During the 17th century almost every Massachusetts settlement included a meetinghouse which was built by the Puritan settlers as a place for conducting religious and civil meetings. Today not a single one of these locally important buildings exists in its original form. Fortunately several of these structures, though significantly modified over the years, do survive. The 1681 “Old Ship” Meetinghouse in Hingham, Massachusetts, retains much of its original frame, while the West Barnstable Meetinghouse of 1717 and the Lynnfield Meetinghouse of 1714 also have enough of their early framework to allow the scholar and visitor to understand some of the components that went into making this architectural form so important.

“Old Ship” Meetinghouse

In 1985 a film production company, NightOwl Productions, was preparing to film a docu-drama for public television and motion picture release. The film, Three Sovereigns for Sarah, told the story of Sarah Cloyce, who lived in Salem Village in 1692. Cloyce and her two sisters Rebecca Nurse and Mary Esty were accused of practicing witchcraft and of afflicting others in the village. Though Cloyce escaped execution, her two sisters were hanged for the purported crime following their trials before a special court of Oyer and Terminer.
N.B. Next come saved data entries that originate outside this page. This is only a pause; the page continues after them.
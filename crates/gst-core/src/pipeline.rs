//! The standard stocktake plots driven by configuration
//!
//! `load` reads the configured dataset, optionally as an intensity. Each
//! plot type then starts from that country x year table, derives the
//! quantity to show and builds its plan. `export` writes a plan to the
//! configured plots folder.

use std::path::PathBuf;

use gst_io::{DataLoader, PrimapSelection, YearTable};
use serde::{Deserialize, Serialize};

use crate::config::{DataType, Dataset, GstConfig};
use crate::coverage::NdcCoveragePlan;
use crate::error::{GstError, GstResult};
use crate::export::{export_plan, plots_dir, PlotPlan};
use crate::facet::FacetGridPlan;
use crate::histogram::{HistogramPlan, HistogramRequest, PeakingPlan};
use crate::trends::{calculate_trends, diff_since_year, intensity, peaking_years, PERCENT};

/// The kind of figure to produce
#[derive(Debug, Clone, Copy, PartialEq, Eq, Serialize, Deserialize)]
#[serde(rename_all = "snake_case")]
pub enum PlotKind {
    /// Values in the year of interest
    Distribution,
    /// Percentage change from the baseline year to the year of interest
    ChangeSinceBaseline,
    /// Rolling average of annual percentage change in the year of interest
    Trend,
    /// Year in which each country peaked
    Peaking,
}

/// A dataset ready for plotting
#[derive(Debug, Clone, PartialEq)]
pub struct LoadedTable {
    pub table: YearTable,
    /// Variable label for titles, e.g. `"GHG per capita"`
    pub variable: String,
    /// Name for file names, e.g. `"Kyoto_GHGs_AR4_energy"`
    pub plot_name: String,
}

/// Builds plot plans from tables using one configuration
#[derive(Debug, Clone)]
pub struct Stocktake {
    config: GstConfig,
}

impl Stocktake {
    /// Create a pipeline; the configuration is validated first
    pub fn new(config: GstConfig) -> GstResult<Self> {
        config.validate()?;
        Ok(Self { config })
    }

    pub fn config(&self) -> &GstConfig {
        &self.config
    }

    fn loader(&self) -> DataLoader {
        DataLoader::new(self.config.data.clone())
    }

    /// Read the configured dataset and apply the configured data type
    pub fn load(&self) -> GstResult<LoadedTable> {
        let loader = self.loader();
        let names = &self.config.names;

        let mut loaded = match &self.config.dataset {
            Dataset::Table { path } => {
                let table = loader.load_table(path)?;
                let plot_name = path
                    .file_stem()
                    .map(|s| s.to_string_lossy().into_owned())
                    .unwrap_or_else(|| "table".to_string());
                LoadedTable {
                    variable: table.variable.clone().unwrap_or_else(|| "value".to_string()),
                    table,
                    plot_name,
                }
            }
            Dataset::Primap {
                scenario,
                gas,
                sector,
            } => {
                let table = loader.load_primap(&PrimapSelection {
                    scenario: scenario.clone(),
                    entity: gas.clone(),
                    category: sector.clone(),
                })?;
                let plot_name = names.primap_file_stem(gas, sector).unwrap_or_else(|| {
                    tracing::warn!("No file name known for {} in sector {}", gas, sector);
                    format!("{}_{}", gas, sector)
                });
                LoadedTable {
                    table,
                    variable: names.variable_name(gas).to_string(),
                    plot_name,
                }
            }
            Dataset::Population => LoadedTable {
                table: loader.load_population()?,
                variable: "Population".to_string(),
                plot_name: "population".to_string(),
            },
            Dataset::Gdp => LoadedTable {
                table: loader.load_gdp()?,
                variable: "GDP".to_string(),
                plot_name: "GDP".to_string(),
            },
        };

        let data_type = self.config.analysis.data_type;
        let denominator = match data_type {
            DataType::Absolute => None,
            DataType::PerCapita => Some(loader.load_population()?),
            DataType::PerUsd => Some(loader.load_gdp()?),
        };
        if let Some(denominator) = denominator {
            tracing::info!("Converting {} to{}", loaded.variable, data_type.label_suffix());
            loaded.table = intensity(&loaded.table, &denominator)?;
            loaded.variable.push_str(data_type.label_suffix());
            loaded.plot_name.push_str(data_type.file_suffix());
        }
        Ok(loaded)
    }

    /// Restrict a table to the configured countries, if any
    pub fn select(&self, table: &YearTable) -> YearTable {
        match &self.config.analysis.countries {
            Some(countries) => {
                tracing::info!("Restricting to {} selected countries", countries.len());
                table.retain_countries(countries.as_slice())
            }
            None => table.clone(),
        }
    }

    fn request(&self, variable: String, unit: String) -> HistogramRequest {
        let mut request = HistogramRequest::new(variable, unit)
            .with_options(self.config.histogram.binning_options())
            .with_stats_policy(self.config.histogram.stats_policy)
            .with_format(self.config.plot.file_type)
            .with_style(self.config.plot.figure(false));
        if let Some(country) = &self.config.analysis.country_to_highlight {
            request = request.with_highlight(country.clone());
        }
        request
    }

    fn histogram(&self, table: &YearTable, variable: String, unit: String) -> GstResult<HistogramPlan> {
        let year = self.config.analysis.year_of_interest;
        let series = table.series(year).map_err(|_| GstError::YearNotFound(year))?;
        HistogramPlan::build(&series, &self.request(variable, unit), &self.config.names)
    }

    /// Distribution of `variable` across countries in the year of interest
    pub fn distribution_plan(&self, table: &YearTable, variable: &str) -> GstResult<HistogramPlan> {
        let table = self.select(table);
        let unit = table.unit.clone().unwrap_or_default();
        self.histogram(&table, variable.to_string(), unit)
    }

    /// Percentage change since the baseline year
    pub fn change_plan(&self, table: &YearTable, variable: &str) -> GstResult<HistogramPlan> {
        let baseline = self.config.analysis.baseline_year;
        let diff = diff_since_year(&self.select(table), baseline)?;
        self.histogram(
            &diff.percent,
            format!("Change in {} since {}", variable, baseline),
            PERCENT.to_string(),
        )
    }

    /// Average annual percentage change over the configured window
    pub fn trend_plan(&self, table: &YearTable, variable: &str) -> GstResult<HistogramPlan> {
        let window = self.config.analysis.trend_years;
        let trends = calculate_trends(&self.select(table), window)?;
        self.histogram(
            &trends.rolling_average,
            format!("{}-year average trend in {}", window, variable),
            PERCENT.to_string(),
        )
    }

    /// Year of peaking since the configured start year
    pub fn peaking_plan(&self, table: &YearTable, variable: &str) -> GstResult<PeakingPlan> {
        let table = self.select(table);
        let start = self.config.analysis.peaking_start_year;
        let end = table
            .last_year()
            .ok_or_else(|| GstError::InvalidConfig("table has no year columns".to_string()))?;

        let peaks = peaking_years(&table, start);
        Ok(
            PeakingPlan::build(&peaks, variable, start, end, self.config.plot.file_type)?
                .with_style(self.config.plot.figure(true)),
        )
    }

    /// One line plot per country
    pub fn facet_plan(&self, table: &YearTable, variable: &str, plot_name: &str) -> FacetGridPlan {
        let table = self.select(table);
        let title = match table.first_year() {
            Some(first) => format!("{} since {}", variable, first),
            None => variable.to_string(),
        };
        FacetGridPlan::build(
            &table,
            variable,
            &title,
            plot_name,
            &self.config.names,
            self.config.plot.file_type,
        )
        .with_style(self.config.plot.figure(false))
    }

    /// Gas by sector overview of NDC coverage
    pub fn ndc_plan(&self, optimistic: bool) -> GstResult<NdcCoveragePlan> {
        let coverage = self.loader().load_ndc_coverage()?;
        Ok(
            NdcCoveragePlan::build(&coverage, optimistic, self.config.plot.file_type)
                .with_style(self.config.plot.figure(false)),
        )
    }

    /// Build the histogram plan for one of the standard plot kinds and
    /// write it out
    pub fn run(&self, kind: PlotKind, table: &YearTable, variable: &str) -> GstResult<PathBuf> {
        tracing::info!(?kind, variable, "building plot plan");
        match kind {
            PlotKind::Distribution => self.export(&self.distribution_plan(table, variable)?),
            PlotKind::ChangeSinceBaseline => self.export(&self.change_plan(table, variable)?),
            PlotKind::Trend => self.export(&self.trend_plan(table, variable)?),
            PlotKind::Peaking => self.export(&self.peaking_plan(table, variable)?),
        }
    }

    /// Write a plan into the configured plots folder
    pub fn export<P: PlotPlan>(&self, plan: &P) -> GstResult<PathBuf> {
        export_plan(plan, &plots_dir(&self.config.data.output_folder))
    }
}

#[cfg(test)]
mod tests {
    use super::*;

    fn table() -> YearTable {
        YearTable::new(
            vec!["AAA".into(), "BBB".into(), "CCC".into(), "DDD".into()],
            vec![1990, 2018, 2019],
            vec![
                vec![100.0, 90.0, 80.0],
                vec![100.0, 110.0, 120.0],
                vec![50.0, 60.0, 40.0],
                vec![10.0, 12.0, 15.0],
            ],
        )
        .unwrap()
        .with_unit("MtCO2eq")
    }

    fn stocktake() -> Stocktake {
        Stocktake::new(GstConfig::default()).unwrap()
    }

    #[test]
    fn test_rejects_invalid_config() {
        let mut config = GstConfig::default();
        config.histogram.tukey_k = 0.0;
        assert!(Stocktake::new(config).is_err());
    }

    #[test]
    fn test_distribution_plan() {
        let plan = stocktake().distribution_plan(&table(), "GHG").unwrap();
        assert_eq!(plan.title, "GHG in 2019");
        assert_eq!(plan.unit, "MtCO2eq");
        assert_eq!(plan.stats.count, 4);
    }

    #[test]
    fn test_change_plan() {
        let plan = stocktake().change_plan(&table(), "GHG").unwrap();
        assert_eq!(plan.variable, "Change in GHG since 1990");
        assert_eq!(plan.x_label, "Change in GHG since 1990 (%)");
        assert_eq!(plan.sign_counts.map(|c| c.below), Some(2));
        assert!(plan.bins.is_symmetric());
    }

    #[test]
    fn test_trend_plan_missing_year() {
        let mut config = GstConfig::default();
        config.analysis.year_of_interest = 2030;
        let err = Stocktake::new(config)
            .unwrap()
            .trend_plan(&table(), "GHG")
            .unwrap_err();
        assert!(matches!(err, GstError::YearNotFound(2030)));
    }

    #[test]
    fn test_country_selection() {
        let mut config = GstConfig::default();
        config.analysis.countries = Some(vec!["AAA".to_string(), "DDD".to_string()]);
        let plan = Stocktake::new(config)
            .unwrap()
            .facet_plan(&table(), "emissions", "GHG");
        assert_eq!(plan.panels, vec!["AAA", "DDD"]);
        assert_eq!(plan.title, "emissions since 1990");
    }

    #[test]
    fn test_plans_carry_style() {
        let mut config = GstConfig::default();
        config.plot.font = "Arial".to_string();
        let stocktake = Stocktake::new(config).unwrap();

        let plan = stocktake.distribution_plan(&table(), "GHG").unwrap();
        assert_eq!(plan.style.dpi, 600);
        assert_eq!(plan.style.font, "Arial");

        let peaking = stocktake.peaking_plan(&table(), "GHG").unwrap();
        assert_eq!(peaking.style.dpi, 450);
        assert_eq!(stocktake.facet_plan(&table(), "GHG", "x").style.font, "Arial");
    }

    #[test]
    fn test_run_exports_plan() {
        let dir = tempfile::tempdir().unwrap();
        let mut config = GstConfig::default();
        config.data.output_folder = dir.path().to_path_buf();

        let path = Stocktake::new(config)
            .unwrap()
            .run(PlotKind::Peaking, &table(), "GHG")
            .unwrap();
        assert_eq!(
            path,
            dir.path()
                .join("plots")
                .join("basic_histogram-GHG-peaking-since1990.svg.json")
        );
        assert!(path.exists());
    }
}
As much of the 1692 witchcraft proceedings took place in the Salem Village Meetinghouse, and as there was no authentic structure available to film these crucial and dramatic scenes, screen writer and producer Victor Pisano asked this writer to research the original Salem Village Meetinghouse so the production company could build a reproduction of it for use in the film. The resulting replica structure was built and located on the historic Nurse Homestead property at 149 Pine Street in Danvers. Following the making of the movie, the building was donated to the Nurse Homestead, and is now used in conjunction with this site for the interpretation of 17th century meetinghouses and to tell the story of the 1692 Salem Village witchcraft breakout. Though much of the building’s fabrication is the result of educated guess work based on original records and study of the three surviving early meetinghouses, the general visual characteristics of this reproduction building would most likely have been very familiar to the inhabitants of 1692 Salem Village.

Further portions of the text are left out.